• **TRY IT**
Please return every line in the entries below with the word "bitio" in it.

• **TASK INPUTS**

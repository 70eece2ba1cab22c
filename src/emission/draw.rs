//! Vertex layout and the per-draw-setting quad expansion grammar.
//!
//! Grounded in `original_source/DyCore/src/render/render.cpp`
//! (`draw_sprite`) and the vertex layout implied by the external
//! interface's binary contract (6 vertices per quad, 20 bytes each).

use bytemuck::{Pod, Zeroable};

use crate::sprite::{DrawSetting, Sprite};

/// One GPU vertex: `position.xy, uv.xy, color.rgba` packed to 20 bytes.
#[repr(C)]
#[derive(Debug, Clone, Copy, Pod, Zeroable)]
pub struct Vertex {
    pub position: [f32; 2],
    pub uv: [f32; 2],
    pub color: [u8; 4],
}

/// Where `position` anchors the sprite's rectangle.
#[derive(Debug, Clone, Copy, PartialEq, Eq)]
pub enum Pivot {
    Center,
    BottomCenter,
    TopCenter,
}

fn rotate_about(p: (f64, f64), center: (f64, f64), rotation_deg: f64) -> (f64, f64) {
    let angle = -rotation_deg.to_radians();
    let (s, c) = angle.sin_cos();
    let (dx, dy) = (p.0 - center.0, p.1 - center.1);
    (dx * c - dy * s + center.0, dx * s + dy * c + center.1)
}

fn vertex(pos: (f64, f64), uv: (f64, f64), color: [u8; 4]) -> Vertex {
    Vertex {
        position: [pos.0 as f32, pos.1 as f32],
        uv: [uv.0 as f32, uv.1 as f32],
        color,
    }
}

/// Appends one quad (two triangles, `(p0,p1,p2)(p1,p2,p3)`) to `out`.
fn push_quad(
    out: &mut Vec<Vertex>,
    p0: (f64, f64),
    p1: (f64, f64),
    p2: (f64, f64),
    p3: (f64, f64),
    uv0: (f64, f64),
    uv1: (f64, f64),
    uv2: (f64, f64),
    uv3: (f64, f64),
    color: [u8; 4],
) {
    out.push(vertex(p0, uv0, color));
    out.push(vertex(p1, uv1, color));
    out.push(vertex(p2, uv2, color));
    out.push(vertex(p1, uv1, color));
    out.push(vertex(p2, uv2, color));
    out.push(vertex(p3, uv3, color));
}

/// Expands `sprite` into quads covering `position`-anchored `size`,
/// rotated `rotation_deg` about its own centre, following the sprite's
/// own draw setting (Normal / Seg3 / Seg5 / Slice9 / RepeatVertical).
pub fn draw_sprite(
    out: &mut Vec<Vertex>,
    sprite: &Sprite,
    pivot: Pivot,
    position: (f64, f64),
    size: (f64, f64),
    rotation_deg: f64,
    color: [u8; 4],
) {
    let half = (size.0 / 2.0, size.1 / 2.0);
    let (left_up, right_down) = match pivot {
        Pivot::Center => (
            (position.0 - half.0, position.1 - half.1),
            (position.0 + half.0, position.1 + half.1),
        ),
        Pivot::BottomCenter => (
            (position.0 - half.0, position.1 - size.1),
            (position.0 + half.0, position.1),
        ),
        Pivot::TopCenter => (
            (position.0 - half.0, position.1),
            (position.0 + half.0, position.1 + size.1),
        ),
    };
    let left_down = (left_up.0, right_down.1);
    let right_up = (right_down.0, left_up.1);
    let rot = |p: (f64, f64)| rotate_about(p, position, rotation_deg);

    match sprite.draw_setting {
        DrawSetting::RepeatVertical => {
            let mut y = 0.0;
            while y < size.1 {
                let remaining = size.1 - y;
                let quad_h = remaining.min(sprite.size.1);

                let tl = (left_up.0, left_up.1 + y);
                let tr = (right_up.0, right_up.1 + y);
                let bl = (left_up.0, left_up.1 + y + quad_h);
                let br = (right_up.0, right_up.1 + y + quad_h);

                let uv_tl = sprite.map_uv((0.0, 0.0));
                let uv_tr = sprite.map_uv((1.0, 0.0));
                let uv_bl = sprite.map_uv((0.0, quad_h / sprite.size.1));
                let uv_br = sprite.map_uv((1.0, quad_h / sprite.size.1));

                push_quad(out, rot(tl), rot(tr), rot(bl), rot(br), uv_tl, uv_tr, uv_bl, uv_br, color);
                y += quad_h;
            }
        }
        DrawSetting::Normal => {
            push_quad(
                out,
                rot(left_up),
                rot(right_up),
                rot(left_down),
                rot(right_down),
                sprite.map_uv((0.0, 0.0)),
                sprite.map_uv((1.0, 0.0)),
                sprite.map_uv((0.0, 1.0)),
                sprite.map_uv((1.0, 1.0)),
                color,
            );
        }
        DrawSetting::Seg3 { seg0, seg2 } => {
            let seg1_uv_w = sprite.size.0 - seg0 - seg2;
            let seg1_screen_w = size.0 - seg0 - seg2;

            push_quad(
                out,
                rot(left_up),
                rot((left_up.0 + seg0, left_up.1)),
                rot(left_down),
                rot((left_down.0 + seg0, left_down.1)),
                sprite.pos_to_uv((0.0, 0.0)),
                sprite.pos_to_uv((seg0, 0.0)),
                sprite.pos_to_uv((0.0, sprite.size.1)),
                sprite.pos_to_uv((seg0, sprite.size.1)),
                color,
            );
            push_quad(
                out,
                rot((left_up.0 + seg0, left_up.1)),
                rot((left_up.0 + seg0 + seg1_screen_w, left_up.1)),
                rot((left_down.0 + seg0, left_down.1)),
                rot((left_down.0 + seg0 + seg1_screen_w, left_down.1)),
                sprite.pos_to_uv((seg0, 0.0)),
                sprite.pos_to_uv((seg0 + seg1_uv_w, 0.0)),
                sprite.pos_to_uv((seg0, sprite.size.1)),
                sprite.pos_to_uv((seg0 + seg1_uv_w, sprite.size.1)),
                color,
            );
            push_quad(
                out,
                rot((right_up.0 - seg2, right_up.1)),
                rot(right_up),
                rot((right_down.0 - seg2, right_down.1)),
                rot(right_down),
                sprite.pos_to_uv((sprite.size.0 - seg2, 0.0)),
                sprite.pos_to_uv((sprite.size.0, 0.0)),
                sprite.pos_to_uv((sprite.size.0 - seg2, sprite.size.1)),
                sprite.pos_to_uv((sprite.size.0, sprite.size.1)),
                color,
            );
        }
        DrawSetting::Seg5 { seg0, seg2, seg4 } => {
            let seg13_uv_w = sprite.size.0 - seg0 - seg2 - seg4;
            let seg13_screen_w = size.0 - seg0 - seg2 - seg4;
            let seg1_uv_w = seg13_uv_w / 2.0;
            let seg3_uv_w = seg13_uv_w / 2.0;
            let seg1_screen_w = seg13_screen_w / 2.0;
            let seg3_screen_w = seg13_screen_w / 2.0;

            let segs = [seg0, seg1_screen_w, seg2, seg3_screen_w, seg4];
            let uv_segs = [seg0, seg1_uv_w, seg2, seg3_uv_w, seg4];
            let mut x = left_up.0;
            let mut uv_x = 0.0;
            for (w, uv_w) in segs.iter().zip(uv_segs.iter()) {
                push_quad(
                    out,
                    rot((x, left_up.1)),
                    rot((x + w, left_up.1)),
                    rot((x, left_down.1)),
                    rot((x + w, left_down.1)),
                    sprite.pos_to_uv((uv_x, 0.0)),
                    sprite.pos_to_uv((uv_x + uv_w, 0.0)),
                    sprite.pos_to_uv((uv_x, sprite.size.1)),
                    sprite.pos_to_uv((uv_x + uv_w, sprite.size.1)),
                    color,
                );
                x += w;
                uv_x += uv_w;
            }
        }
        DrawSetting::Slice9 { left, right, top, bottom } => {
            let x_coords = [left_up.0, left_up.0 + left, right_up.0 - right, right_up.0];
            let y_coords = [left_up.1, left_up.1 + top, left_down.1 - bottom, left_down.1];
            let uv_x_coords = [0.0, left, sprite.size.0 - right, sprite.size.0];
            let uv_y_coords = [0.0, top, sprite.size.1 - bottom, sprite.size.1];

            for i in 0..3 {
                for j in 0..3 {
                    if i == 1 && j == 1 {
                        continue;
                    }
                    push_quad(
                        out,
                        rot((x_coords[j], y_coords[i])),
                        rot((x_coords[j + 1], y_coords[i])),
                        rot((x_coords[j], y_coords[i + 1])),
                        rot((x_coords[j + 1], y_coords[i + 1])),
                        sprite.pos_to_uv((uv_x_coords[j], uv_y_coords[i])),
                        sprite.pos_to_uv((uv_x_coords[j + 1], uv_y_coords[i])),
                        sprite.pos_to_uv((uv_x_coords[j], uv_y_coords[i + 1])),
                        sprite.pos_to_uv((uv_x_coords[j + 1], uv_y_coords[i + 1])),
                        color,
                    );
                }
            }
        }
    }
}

...

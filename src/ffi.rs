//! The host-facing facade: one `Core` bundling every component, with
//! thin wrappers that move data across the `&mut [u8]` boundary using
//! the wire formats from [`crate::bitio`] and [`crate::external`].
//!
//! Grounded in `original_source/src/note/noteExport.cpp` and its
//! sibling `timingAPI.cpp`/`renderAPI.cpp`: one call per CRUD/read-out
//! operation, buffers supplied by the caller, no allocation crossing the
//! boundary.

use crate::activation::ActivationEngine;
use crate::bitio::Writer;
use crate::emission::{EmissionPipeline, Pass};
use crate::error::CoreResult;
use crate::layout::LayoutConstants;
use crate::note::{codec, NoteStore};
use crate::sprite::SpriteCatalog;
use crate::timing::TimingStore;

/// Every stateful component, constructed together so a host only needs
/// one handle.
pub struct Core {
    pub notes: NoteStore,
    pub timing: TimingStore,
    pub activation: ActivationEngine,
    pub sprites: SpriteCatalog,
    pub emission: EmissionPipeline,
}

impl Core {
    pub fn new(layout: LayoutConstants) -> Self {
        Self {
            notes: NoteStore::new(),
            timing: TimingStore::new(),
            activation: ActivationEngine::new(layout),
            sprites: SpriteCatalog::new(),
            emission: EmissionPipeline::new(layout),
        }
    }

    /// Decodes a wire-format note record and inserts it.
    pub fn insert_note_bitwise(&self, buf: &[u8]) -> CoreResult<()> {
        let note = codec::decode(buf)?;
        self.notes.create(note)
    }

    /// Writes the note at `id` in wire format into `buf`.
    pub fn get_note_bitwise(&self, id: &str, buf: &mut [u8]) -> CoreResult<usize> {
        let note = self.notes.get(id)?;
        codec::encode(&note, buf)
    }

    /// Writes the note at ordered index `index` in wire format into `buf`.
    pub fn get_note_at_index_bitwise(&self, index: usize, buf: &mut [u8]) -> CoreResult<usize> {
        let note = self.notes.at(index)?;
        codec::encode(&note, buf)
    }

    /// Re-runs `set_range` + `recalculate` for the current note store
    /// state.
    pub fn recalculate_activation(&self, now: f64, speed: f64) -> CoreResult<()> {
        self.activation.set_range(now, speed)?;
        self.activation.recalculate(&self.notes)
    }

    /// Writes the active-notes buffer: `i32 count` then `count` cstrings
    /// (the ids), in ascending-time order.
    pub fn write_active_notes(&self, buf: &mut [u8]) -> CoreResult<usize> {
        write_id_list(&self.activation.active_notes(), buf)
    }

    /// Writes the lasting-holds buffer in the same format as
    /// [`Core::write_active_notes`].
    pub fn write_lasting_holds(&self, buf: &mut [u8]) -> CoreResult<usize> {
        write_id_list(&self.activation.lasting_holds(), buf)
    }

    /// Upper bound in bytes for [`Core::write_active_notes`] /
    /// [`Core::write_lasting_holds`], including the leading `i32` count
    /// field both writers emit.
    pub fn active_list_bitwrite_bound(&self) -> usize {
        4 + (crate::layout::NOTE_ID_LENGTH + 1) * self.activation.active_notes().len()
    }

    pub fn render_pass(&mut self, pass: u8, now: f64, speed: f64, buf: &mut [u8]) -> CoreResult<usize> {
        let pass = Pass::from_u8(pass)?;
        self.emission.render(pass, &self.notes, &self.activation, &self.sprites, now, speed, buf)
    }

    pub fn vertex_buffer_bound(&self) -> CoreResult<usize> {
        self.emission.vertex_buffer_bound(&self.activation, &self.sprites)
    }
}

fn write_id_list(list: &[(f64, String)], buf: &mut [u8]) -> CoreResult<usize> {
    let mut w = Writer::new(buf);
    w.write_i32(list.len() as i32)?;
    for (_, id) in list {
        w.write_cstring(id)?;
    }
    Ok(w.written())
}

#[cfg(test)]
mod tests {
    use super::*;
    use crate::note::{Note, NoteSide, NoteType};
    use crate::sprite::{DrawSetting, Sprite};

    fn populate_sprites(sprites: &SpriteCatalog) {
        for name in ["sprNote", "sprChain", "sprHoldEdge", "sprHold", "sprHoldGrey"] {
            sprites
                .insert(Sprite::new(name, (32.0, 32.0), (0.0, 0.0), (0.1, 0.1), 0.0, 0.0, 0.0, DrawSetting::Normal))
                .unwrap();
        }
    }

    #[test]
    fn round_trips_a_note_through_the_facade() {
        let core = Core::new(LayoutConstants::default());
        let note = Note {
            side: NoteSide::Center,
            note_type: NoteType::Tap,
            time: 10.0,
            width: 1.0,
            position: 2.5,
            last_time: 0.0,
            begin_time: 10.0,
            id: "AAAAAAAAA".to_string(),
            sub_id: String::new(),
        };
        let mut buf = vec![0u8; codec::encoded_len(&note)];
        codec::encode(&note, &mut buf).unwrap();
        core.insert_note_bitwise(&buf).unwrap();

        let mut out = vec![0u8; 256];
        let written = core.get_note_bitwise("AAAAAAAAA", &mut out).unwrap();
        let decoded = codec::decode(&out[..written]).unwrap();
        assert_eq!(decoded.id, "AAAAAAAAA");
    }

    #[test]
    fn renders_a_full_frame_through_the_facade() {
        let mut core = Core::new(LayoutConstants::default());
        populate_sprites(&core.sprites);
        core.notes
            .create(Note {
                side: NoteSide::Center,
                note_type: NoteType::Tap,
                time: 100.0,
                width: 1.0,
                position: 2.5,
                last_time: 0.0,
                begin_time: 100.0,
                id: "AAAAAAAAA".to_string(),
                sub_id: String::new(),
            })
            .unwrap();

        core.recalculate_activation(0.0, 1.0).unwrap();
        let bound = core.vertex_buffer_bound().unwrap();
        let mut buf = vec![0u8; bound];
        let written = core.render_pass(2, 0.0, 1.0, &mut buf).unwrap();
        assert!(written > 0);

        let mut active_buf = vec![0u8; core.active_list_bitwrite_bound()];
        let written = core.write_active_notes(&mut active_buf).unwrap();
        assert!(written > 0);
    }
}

--

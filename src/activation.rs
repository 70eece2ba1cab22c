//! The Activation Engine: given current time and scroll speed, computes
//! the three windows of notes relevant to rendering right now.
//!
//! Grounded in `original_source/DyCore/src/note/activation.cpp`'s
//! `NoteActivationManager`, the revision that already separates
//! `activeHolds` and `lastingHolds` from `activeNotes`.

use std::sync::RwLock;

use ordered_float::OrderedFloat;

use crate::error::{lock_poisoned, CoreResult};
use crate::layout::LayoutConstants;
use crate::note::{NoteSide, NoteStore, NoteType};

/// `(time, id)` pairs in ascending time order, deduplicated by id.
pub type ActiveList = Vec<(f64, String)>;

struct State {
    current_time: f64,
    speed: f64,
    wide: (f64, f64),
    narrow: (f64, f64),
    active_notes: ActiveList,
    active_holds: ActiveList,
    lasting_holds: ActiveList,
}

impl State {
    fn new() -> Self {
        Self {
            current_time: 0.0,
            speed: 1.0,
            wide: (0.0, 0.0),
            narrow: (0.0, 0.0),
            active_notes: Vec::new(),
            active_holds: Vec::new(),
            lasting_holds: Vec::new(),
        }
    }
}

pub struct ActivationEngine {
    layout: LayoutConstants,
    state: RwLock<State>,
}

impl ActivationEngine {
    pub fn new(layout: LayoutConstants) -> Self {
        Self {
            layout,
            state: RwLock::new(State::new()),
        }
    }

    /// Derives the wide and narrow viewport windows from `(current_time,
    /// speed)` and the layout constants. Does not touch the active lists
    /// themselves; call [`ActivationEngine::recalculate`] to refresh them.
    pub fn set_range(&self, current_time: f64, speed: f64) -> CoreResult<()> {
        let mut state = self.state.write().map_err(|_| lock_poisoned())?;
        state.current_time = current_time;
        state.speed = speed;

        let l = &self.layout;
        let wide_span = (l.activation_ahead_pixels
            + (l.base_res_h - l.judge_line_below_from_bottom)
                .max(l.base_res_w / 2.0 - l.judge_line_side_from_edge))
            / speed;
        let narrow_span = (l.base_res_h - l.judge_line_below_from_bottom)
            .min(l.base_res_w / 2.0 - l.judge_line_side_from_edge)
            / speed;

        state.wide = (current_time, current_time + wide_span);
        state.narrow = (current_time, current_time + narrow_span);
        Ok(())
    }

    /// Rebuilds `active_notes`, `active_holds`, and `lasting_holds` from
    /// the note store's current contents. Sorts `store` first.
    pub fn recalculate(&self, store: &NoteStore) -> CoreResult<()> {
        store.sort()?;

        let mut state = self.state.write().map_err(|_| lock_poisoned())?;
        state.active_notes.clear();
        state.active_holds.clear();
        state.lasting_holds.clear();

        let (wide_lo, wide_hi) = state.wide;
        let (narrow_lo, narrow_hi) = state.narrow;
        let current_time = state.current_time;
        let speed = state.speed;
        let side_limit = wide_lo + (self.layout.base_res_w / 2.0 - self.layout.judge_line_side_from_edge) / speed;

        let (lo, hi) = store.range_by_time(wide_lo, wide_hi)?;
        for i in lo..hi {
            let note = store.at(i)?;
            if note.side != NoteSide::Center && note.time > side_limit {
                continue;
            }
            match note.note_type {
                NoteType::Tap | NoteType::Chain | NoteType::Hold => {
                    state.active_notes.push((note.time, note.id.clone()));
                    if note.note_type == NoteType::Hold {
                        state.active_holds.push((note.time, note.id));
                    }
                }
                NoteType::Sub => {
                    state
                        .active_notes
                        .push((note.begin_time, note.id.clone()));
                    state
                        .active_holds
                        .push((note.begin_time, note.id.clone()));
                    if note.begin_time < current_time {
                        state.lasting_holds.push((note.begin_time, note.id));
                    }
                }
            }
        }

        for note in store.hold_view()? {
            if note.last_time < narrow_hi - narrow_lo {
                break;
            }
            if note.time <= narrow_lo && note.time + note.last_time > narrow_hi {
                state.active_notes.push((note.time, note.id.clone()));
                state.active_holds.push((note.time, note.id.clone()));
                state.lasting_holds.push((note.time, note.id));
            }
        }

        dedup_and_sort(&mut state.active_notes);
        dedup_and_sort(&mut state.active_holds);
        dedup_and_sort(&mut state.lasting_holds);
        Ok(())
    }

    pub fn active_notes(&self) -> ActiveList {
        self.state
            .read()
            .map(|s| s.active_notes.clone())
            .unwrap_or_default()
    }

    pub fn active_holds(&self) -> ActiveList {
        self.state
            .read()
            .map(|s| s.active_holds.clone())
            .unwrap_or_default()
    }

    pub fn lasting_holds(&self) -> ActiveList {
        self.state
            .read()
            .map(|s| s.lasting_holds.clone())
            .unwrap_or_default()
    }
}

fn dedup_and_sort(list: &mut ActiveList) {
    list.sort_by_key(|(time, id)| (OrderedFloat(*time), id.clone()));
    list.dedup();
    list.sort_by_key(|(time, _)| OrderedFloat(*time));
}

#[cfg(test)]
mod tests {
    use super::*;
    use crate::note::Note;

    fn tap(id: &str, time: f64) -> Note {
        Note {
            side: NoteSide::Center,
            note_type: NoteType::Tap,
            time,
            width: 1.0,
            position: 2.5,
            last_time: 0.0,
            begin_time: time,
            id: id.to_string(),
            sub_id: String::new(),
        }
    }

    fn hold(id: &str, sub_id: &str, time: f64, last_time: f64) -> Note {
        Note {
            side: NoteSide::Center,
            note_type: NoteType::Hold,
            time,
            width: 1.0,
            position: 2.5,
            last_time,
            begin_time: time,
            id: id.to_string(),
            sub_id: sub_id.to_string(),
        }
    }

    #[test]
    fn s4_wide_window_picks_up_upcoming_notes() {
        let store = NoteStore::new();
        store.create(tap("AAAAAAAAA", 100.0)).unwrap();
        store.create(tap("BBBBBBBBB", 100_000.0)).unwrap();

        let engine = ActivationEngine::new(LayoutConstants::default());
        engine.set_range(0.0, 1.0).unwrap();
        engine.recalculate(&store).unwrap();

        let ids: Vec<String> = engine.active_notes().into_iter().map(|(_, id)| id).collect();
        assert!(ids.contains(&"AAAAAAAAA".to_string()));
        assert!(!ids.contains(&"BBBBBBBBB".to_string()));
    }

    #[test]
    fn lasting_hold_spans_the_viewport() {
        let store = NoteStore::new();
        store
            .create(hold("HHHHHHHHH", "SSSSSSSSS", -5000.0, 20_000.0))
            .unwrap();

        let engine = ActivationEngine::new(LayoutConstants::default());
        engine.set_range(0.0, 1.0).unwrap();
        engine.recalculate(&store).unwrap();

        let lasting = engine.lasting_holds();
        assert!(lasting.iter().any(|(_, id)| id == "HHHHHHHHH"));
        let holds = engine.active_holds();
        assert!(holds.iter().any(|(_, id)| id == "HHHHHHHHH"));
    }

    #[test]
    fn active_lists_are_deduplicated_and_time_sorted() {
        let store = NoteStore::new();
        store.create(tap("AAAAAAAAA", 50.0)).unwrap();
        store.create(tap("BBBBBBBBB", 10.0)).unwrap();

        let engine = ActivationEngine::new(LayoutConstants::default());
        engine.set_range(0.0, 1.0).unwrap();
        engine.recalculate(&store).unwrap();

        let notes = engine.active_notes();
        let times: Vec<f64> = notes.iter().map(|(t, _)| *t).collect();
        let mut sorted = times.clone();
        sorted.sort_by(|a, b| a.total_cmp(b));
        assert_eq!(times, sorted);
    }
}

• **WRITTEN ANSWER**
//! the wire formats from [`crate::bitio`] and [`crate::external`].
use crate::bitio::Writer;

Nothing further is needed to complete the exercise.